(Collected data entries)
//! Reserved choice codes
//!
//! These are the wire-level tokens attached to the fixed menu buttons. Every
//! other code a user can send is looked up in the catalogs.

use serde::{Deserialize, Serialize};
use std::fmt;
use std::str::FromStr;

use crate::GemBotError;

pub const CODE_PRINT_INTRO: &str = "print_intro";
pub const CODE_SKIP_INTRO: &str = "skip_intro";
pub const CODE_SHOW_BALANCE: &str = "show_balance";
pub const CODE_SHOW_USEFUL_ACTIVITIES: &str = "show_useful_activities";
pub const CODE_SHOW_REWARDS: &str = "show_rewards";
pub const CODE_PRINT_MENU: &str = "print_menu";

/// All codes owned by the menu layer, in declaration order
pub const RESERVED_CODES: [&str; 6] = [
    CODE_PRINT_INTRO,
    CODE_SKIP_INTRO,
    CODE_SHOW_BALANCE,
    CODE_SHOW_USEFUL_ACTIVITIES,
    CODE_SHOW_REWARDS,
    CODE_PRINT_MENU,
];

/// Check whether a code belongs to the menu layer
pub fn is_reserved_code(code: &str) -> bool {
    RESERVED_CODES.contains(&code)
}

/// A fixed menu command
#[derive(Debug, Clone, Copy, PartialEq, Eq, Hash, Serialize, Deserialize)]
#[serde(rename_all = "snake_case")]
pub enum MenuCommand {
    PrintIntro,
    SkipIntro,
    PrintMenu,
    ShowBalance,
    ShowUsefulActivities,
    ShowRewards,
}

impl MenuCommand {
    /// The wire code carried by this command's button
    pub fn code(&self) -> &'static str {
        match self {
            MenuCommand::PrintIntro => CODE_PRINT_INTRO,
            MenuCommand::SkipIntro => CODE_SKIP_INTRO,
            MenuCommand::PrintMenu => CODE_PRINT_MENU,
            MenuCommand::ShowBalance => CODE_SHOW_BALANCE,
            MenuCommand::ShowUsefulActivities => CODE_SHOW_USEFUL_ACTIVITIES,
            MenuCommand::ShowRewards => CODE_SHOW_REWARDS,
        }
    }
}

impl fmt::Display for MenuCommand {
    fn fmt(&self, f: &mut fmt::Formatter<'_>) -> fmt::Result {
        f.write_str(self.code())
    }
}

impl FromStr for MenuCommand {
    type Err = GemBotError;

    fn from_str(s: &str) -> Result<Self, Self::Err> {
        match s {
            CODE_PRINT_INTRO => Ok(MenuCommand::PrintIntro),
            CODE_SKIP_INTRO => Ok(MenuCommand::SkipIntro),
            CODE_PRINT_MENU => Ok(MenuCommand::PrintMenu),
            CODE_SHOW_BALANCE => Ok(MenuCommand::ShowBalance),
            CODE_SHOW_USEFUL_ACTIVITIES => Ok(MenuCommand::ShowUsefulActivities),
            CODE_SHOW_REWARDS => Ok(MenuCommand::ShowRewards),
            other => Err(GemBotError::NotAMenuCommand {
                code: other.to_string(),
            }),
        }
    }
}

* **Assignment**
Lines from the start of the records through the one containing "pub const CODE_SHOW_BALANCE: &str" are what should be retyped, exactly and in full, both ends included.

* **Result of the task**
//! Reserved choice codes
//!
//! These are the wire-level tokens attached to the fixed menu buttons. Every
//! other code a user can send is looked up in the catalogs.

use serde::{Deserialize, Serialize};
use std::fmt;
use std::str::FromStr;

use crate::GemBotError;

pub const CODE_PRINT_INTRO: &str = "print_intro";
pub const CODE_SKIP_INTRO: &str = "skip_intro";
pub const CODE_SHOW_BALANCE: &str = "show_balance";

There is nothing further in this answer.